Pubs in the UK are typically licensed by the local authority to serve alcohol. They are sometimes referred to as bars, but this term is also applied to establishments that primarily serve food and do not sell beer or wine, such as restaurants. In addition to traditional pubs, there are a number of chains that sell beer, such as Wetherspoons and Punch Taverns. These chains usually have a franchise agreement with the brewery, resulting in a legal obligation to buy all of their beers from that brewery.
The main role of a pub is to serve alcohol, although some also provide light snacks.
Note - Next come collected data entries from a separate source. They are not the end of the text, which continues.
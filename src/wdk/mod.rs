// SPDX-License-Identifier: MIT

//! Workflow development kit: the contracts nodes and tools implement.

pub mod error;
pub mod node;
pub mod tool;

pub use error::{GraphDefinitionError, Result, StateError, WayfarerError};
pub use node::{executor_fn, FnExecutor, NodeExecutor, NodeResult};
pub use tool::Tool;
Many people choose a pub for its atmosphere and social interaction with friends or acquaintances. In the UK, some pubs also specialise in a particular type of cuisine or activity such as live music or quiz nights.
Many British people are familiar with the fictional pubs featured in their favourite television soap operas, including The Rovers Return in Coronation Street, the Queen Vic in EastEnders and the Woolpack in Emmerdale. The names of these pubs have become household names. In Scandinavia, some pubs have opened that eschew the concept of ‘theming’ and focus solely on serving carefully conditioned beer from independent breweries in an environment that would not be unfamiliar to a British pub-goer.